Le procès dramaturgique avant-gardiste d’un infanticide singulier par Vercors

Publié le 01/04/2022

Dans sa propre adaptation de son roman Les animaux dénaturés, Vercors a proposé sous la forme dramaturgique du procès, un débat sur la définition de l’humain. Zoo ou l’Assassin philanthrope est une proposition avant-gardiste invitant à (re)penser à la fois les droits de l’Homme et des animaux, qui est très joliment mise en scène au Théâtre de la Ville par son directeur Emmanuel Demarcy-Mota.

Jean Bruller, dit Vercors, dessinateur d’abord, puis connu comme l’« écrivain qui résistait » ou le « résistant qui écrivait »1, même s’il est aujourd’hui injustement un peu oublié en dépit de son prodigieux Silence de la mer2 paru en 1942, a proposé dix ans plus tard, dans son roman Les animaux dénaturés, une réflexion philosophique avant-gardiste sur la définition de ce qui est humain, de ce qui fait un homme, de ce qui constitue l’humanité.
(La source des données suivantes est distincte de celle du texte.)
use super::build_year_range;
use crate::range::RowChecks;
use crate::{DatasetKind, FilterContext, FilterPolicy, NumericRange};
use housefilter_formats::Table;
use serde::{Deserialize, Serialize};

const PRICE: &str = "Price";
const BEDROOMS: &str = "number of bedrooms";
const BATHROOMS: &str = "number of bathrooms";
const LIVING_AREA: &str = "living area";
const LOT_AREA: &str = "lot area";
const LATITUDE: &str = "Lattitude";
const LONGITUDE: &str = "Longitude";
const BUILT_YEAR: &str = "Built Year";

/// Detailed regional sales listings.
///
/// Coordinates are only required to be present and not the `(0, 0)`
/// placeholder; the region is not bounded.
#[derive(Debug, Clone, PartialEq, Serialize, Deserialize)]
#[serde(default)]
pub struct RegionalSalesPolicy {
    pub price: NumericRange,
    pub bedrooms: NumericRange,
    pub bathrooms: NumericRange,
    pub living_area: NumericRange,
    pub lot_area: NumericRange,
    pub earliest_build_year: f64,
}

impl Default for RegionalSalesPolicy {
    fn default() -> Self {
        Self {
            price: NumericRange::inclusive(50_000.0, 500_000_000.0),
            bedrooms: NumericRange::inclusive(1.0, 20.0),
            bathrooms: NumericRange::inclusive(0.5, 15.0),
            living_area: NumericRange::above(0.0, 50_000.0),
            lot_area: NumericRange::above(0.0, 1_000_000.0),
            earliest_build_year: 1800.0,
        }
    }
}

impl FilterPolicy for RegionalSalesPolicy {
    fn kind(&self) -> DatasetKind {
        DatasetKind::RegionalSales
    }

    fn apply(&self, table: &Table, ctx: &FilterContext) -> Table {
        RowChecks::for_table(table)
            .in_range(PRICE, self.price)
            .in_range(BEDROOMS, self.bedrooms)
            .in_range(BATHROOMS, self.bathrooms)
            .in_range(LIVING_AREA, self.living_area)
            .in_range(LOT_AREA, self.lot_area)
            .coordinates(LATITUDE, LONGITUDE, None)
            .in_range(
                BUILT_YEAR,
                build_year_range(self.earliest_build_year, ctx.current_year),
            )
            .apply()
    }

    fn describe(&self, ctx: &FilterContext) -> Vec<String> {
        vec![
            format!("{} in {}", PRICE, self.price),
            format!("{} in {}", BEDROOMS, self.bedrooms),
            format!("{} in {}", BATHROOMS, self.bathrooms),
            format!("{} in {}", LIVING_AREA, self.living_area),
            format!("{} in {}", LOT_AREA, self.lot_area),
            format!("{} / {} present and not both 0", LATITUDE, LONGITUDE),
            format!(
                "{} in {}",
                BUILT_YEAR,
                build_year_range(self.earliest_build_year, ctx.current_year)
            ),
        ]
    }
}
//! Read-only data quality profiling

use crate::memory::{bytes_to_mb, estimate_table_bytes};
use housefilter_filters::dedup::count_duplicates;
use housefilter_formats::{ColumnType, Dataset, Table};
use serde::{Deserialize, Serialize};
use std::collections::BTreeMap;
use tracing::{debug, info};

/// Null-bearing columns logged per dataset
const LOGGED_NULL_COLUMNS: usize = 10;

/// Quality profile of one table
#[derive(Debug, Clone, PartialEq, Serialize, Deserialize)]
pub struct QualityProfile {
    pub rows: usize,
    pub columns: usize,
    pub column_names: Vec<String>,
    pub column_types: BTreeMap<String, ColumnType>,
    pub null_counts: BTreeMap<String, usize>,
    pub null_percentages: BTreeMap<String, f64>,
    pub duplicate_rows: usize,
    pub memory_mb: f64,
}

/// A column with at least one null
#[derive(Debug, Clone, PartialEq, Serialize)]
pub struct NullColumn<'a> {
    pub column: &'a str,
    pub count: usize,
    pub percentage: f64,
}

impl QualityProfile {
    pub fn analyze(table: &Table) -> Self {
        let rows = table.height();
        let names = table.columns();
        let nulls = table.null_counts();

        let null_percentages = names
            .iter()
            .zip(&nulls)
            .map(|(name, &count)| (name.clone(), percentage(count, rows)))
            .collect();

        Self {
            rows,
            columns: table.width(),
            column_names: names.to_vec(),
            column_types: names
                .iter()
                .cloned()
                .zip(table.column_types().iter().copied())
                .collect(),
            null_counts: names.iter().cloned().zip(nulls.iter().copied()).collect(),
            null_percentages,
            duplicate_rows: count_duplicates(table),
            memory_mb: bytes_to_mb(estimate_table_bytes(table)),
        }
    }

    pub fn shape(&self) -> (usize, usize) {
        (self.rows, self.columns)
    }

    /// Columns holding nulls, most nulls first; ties keep column order.
    pub fn null_columns(&self) -> Vec<NullColumn<'_>> {
        let mut columns: Vec<NullColumn<'_>> = self
            .column_names
            .iter()
            .filter_map(|name| {
                let count = self.null_counts.get(name).copied().unwrap_or(0);
                (count > 0).then(|| NullColumn {
                    column: name.as_str(),
                    count,
                    percentage: percentage(count, self.rows),
                })
            })
            .collect();
        columns.sort_by(|a, b| b.count.cmp(&a.count));
        columns
    }

    pub fn top_null_columns(&self, n: usize) -> Vec<NullColumn<'_>> {
        let mut columns = self.null_columns();
        columns.truncate(n);
        columns
    }
}

pub(crate) fn percentage(part: usize, whole: usize) -> f64 {
    if whole == 0 {
        0.0
    } else {
        (part as f64 / whole as f64) * 100.0
    }
}

/// Profile one dataset and log the findings.
pub fn analyze_dataset(dataset: &Dataset) -> QualityProfile {
    let profile = QualityProfile::analyze(&dataset.table);

    info!(
        "{}: {} rows x {} columns, {} duplicates, {:.2} MB",
        dataset.key, profile.rows, profile.columns, profile.duplicate_rows, profile.memory_mb
    );
    let null_columns = profile.top_null_columns(LOGGED_NULL_COLUMNS);
    if null_columns.is_empty() {
        debug!("{}: no missing values", dataset.key);
    }
    for col in &null_columns {
        debug!(
            "{}: {} has {} nulls ({:.1}%)",
            dataset.key, col.column, col.count, col.percentage
        );
    }

    profile
}

/// Profile every dataset, keyed like the input.
pub fn analyze_datasets(datasets: &BTreeMap<String, Dataset>) -> BTreeMap<String, QualityProfile> {
    datasets
        .iter()
        .map(|(key, dataset)| (key.clone(), analyze_dataset(dataset)))
        .collect()
}
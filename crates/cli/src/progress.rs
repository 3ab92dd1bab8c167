//! Progress reporting and summaries for the CLI

use std::path::Path;
use std::sync::Mutex;

use housefilter_core::report::format_with_commas;
use housefilter_core::{PipelineObserver, PipelineRun, Stage};
use indicatif::{ProgressBar, ProgressStyle};

/// Shows one progress bar per counted pipeline stage
pub struct ProgressReporter {
    bar: Mutex<Option<ProgressBar>>,
    hidden: bool,
}

impl ProgressReporter {
    pub fn new() -> Self {
        Self {
            bar: Mutex::new(None),
            hidden: false,
        }
    }

    /// A reporter that draws nothing, for machine-readable output
    pub fn hidden() -> Self {
        Self {
            bar: Mutex::new(None),
            hidden: true,
        }
    }

    fn stage_bar(&self, stage: Stage, items: usize) -> ProgressBar {
        if self.hidden {
            return ProgressBar::hidden();
        }
        let bar = ProgressBar::new(items as u64);
        if let Ok(style) = ProgressStyle::default_bar()
            .template("[{elapsed_precise}] {prefix:>8} [{bar:40.cyan/blue}] {pos}/{len} {msg}")
        {
            bar.set_style(style.progress_chars("█▓▒░-"));
        }
        bar.set_prefix(stage_label(stage));
        bar
    }
}

impl Default for ProgressReporter {
    fn default() -> Self {
        Self::new()
    }
}

fn stage_label(stage: Stage) -> &'static str {
    match stage {
        Stage::Load => "Loading",
        Stage::Analyze => "Analyzing",
        Stage::Filter => "Filtering",
        Stage::Save => "Saving",
        Stage::Report => "Reporting",
    }
}

impl PipelineObserver for ProgressReporter {
    fn stage_started(&self, stage: Stage, items: usize) {
        // Only the per-dataset stages get a bar.
        if !matches!(stage, Stage::Filter | Stage::Save) {
            return;
        }
        if let Ok(mut slot) = self.bar.lock() {
            *slot = Some(self.stage_bar(stage, items));
        }
    }

    fn item_finished(&self, _stage: Stage, name: &str) {
        if let Ok(slot) = self.bar.lock() {
            if let Some(bar) = slot.as_ref() {
                bar.set_message(name.to_string());
                bar.inc(1);
            }
        }
    }

    fn stage_finished(&self, _stage: Stage) {
        if let Ok(mut slot) = self.bar.lock() {
            if let Some(bar) = slot.take() {
                bar.finish_with_message("done");
            }
        }
    }
}

/// Print a formatted summary report
pub fn print_summary_report(input: &Path, output: Option<&Path>, run: &PipelineRun) {
    let stats = &run.stats;

    println!("\n{}", "═".repeat(60));
    println!("House Price Data Filtering Complete");
    println!("{}", "═".repeat(60));
    println!("Input:              {}", input.display());

    if let Some(output_path) = output {
        println!("Output:             {}", output_path.display());
    } else {
        println!("Output:             (dry run - no output written)");
    }

    println!(
        "Datasets:           {} loaded, {} filtered",
        stats.datasets_loaded, stats.datasets_filtered
    );
    if stats.files_skipped > 0 {
        println!("Skipped files:      {}", stats.files_skipped);
    }
    println!("Original rows:      {}", format_with_commas(stats.original_rows));
    println!(
        "Rows removed:       {} ({:.1}%)",
        format_with_commas(stats.rows_removed()),
        stats.removal_rate()
    );
    println!(
        "Filtered rows:      {} ({:.1}%)",
        format_with_commas(stats.filtered_rows),
        stats.retention_rate()
    );
    if stats.write_failures > 0 {
        println!("Write failures:     {}", stats.write_failures);
    }

    println!("{}", "─".repeat(60));
    for outcome in run.filtered.values() {
        println!(
            "  {:<28} {:<15} {:>8} -> {:>8} ({:.1}%)",
            outcome.filename,
            outcome.kind.to_string(),
            format_with_commas(outcome.rows_before),
            format_with_commas(outcome.rows_after),
            outcome.retention_rate()
        );
    }

    if let Some((json, text)) = &run.report_paths {
        println!("{}", "─".repeat(60));
        println!("Reports:            {}", json.display());
        println!("                    {}", text.display());
    }

    println!("{}", "═".repeat(60));
}

#[cfg(test)]
mod tests {
    use super::*;

    #[test]
    fn test_hidden_reporter_counts_nothing_visible() {
        let reporter = ProgressReporter::hidden();
        reporter.stage_started(Stage::Filter, 2);
        reporter.item_finished(Stage::Filter, "housing");
        assert!(reporter.bar.lock().unwrap().as_ref().unwrap().is_hidden());
        reporter.stage_finished(Stage::Filter);
        assert!(reporter.bar.lock().unwrap().is_none());
    }

    #[test]
    fn test_untracked_stages_have_no_bar() {
        let reporter = ProgressReporter::hidden();
        reporter.stage_started(Stage::Load, 0);
        assert!(reporter.bar.lock().unwrap().is_none());
    }

    #[test]
    fn test_stage_labels() {
        assert_eq!(stage_label(Stage::Filter), "Filtering");
        assert_eq!(stage_label(Stage::Save), "Saving");
    }
}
Il a lui-même proposé une adaptation de son roman pour la scène, intitulée : Zoo ou l’Assassin philanthrope, qualifiée de « comédie judiciaire, zoologique et morale », qui a été créée le 24 juin 1963 au festival de Carcassonne dans la mise en scène de Jean Deschamps, reprise l’année suivante par le TNP (alors à Chaillot) dans la mise en scène très réaliste3 de Georges Wilson, puis au Théâtre de la Ville, notamment en 1975 dans la mise en scène de Jean Mercure. Son directeur actuel, Emmanuel Demarcy-Mota, en a proposé une nouvelle lecture poétique, extrêmement réussie, qui prend la forme esthétique d’une fable peuplée de magnifiques têtes d’animaux, d’abord présentée au musée d’Orsay à l’occasion de l’exposition Les Origines du monde. L’invention de la nature au XIXe siècle et actuellement à l’Espace Cardin.

Si la pièce Zoo part bien du roman Les animaux dénaturés, Vercors a déconstruit son premier ouvrage pour reconstruire une œuvre totalement nouvelle, qui offre une vraie tension et dynamique dramaturgiques. Il a expurgé du roman l’essentiel des aspects romantiques, modifié des liens entre certains personnages et surtout réduit la partie juridique à l’un des deux procès en opérant des flash-backs dans une construction élaborée. Alors que le roman est composé de 17 chapitres, chacun précédé d’un chapeau le résumant par des formules courtes à la manière d’un conte philosophique à la Voltaire ou à la Montesquieu, la pièce est découpée en 2 actes et 11 tableaux4.

L’argument principal des deux textes s’articule autour de la figure du journaliste Douglas Templemore qui, après avoir accompagné une expédition scientifique, provoque sa propre arrestation, puis son procès en se déclarant le meurtrier de sa progéniture qu’il a fait auparavant enregistrer par l’état civil et baptiser. La qualification juridique d’infanticide ne relève pourtant pas de l’évidence car s’il est bien le père, la mère inséminée dans un « but d’expérimentation scientifique » par ce dernier est une femelle de l’espèce « Paranthropus erectus », c’est-à-dire un anthropoïde. Dès lors, le débat s’engage de savoir si l’être vivant auquel il a injecté une forte dose de chlorhydrate de strychnine, provoquant sa mort, est un singe, donc un animal, ou un homme. La première hypothèse n’entraînerait pas la qualification de meurtre et permettrait aux filatures anglaises d’exploiter l’espèce, après dressage, au moyen de quelques soins et nourriture ; la seconde aboutirait à la condamnation à mort de « l’assassin » et donnerait satisfaction au « philanthrope » par l’interdiction faite d’utiliser une main d’œuvre gratuite.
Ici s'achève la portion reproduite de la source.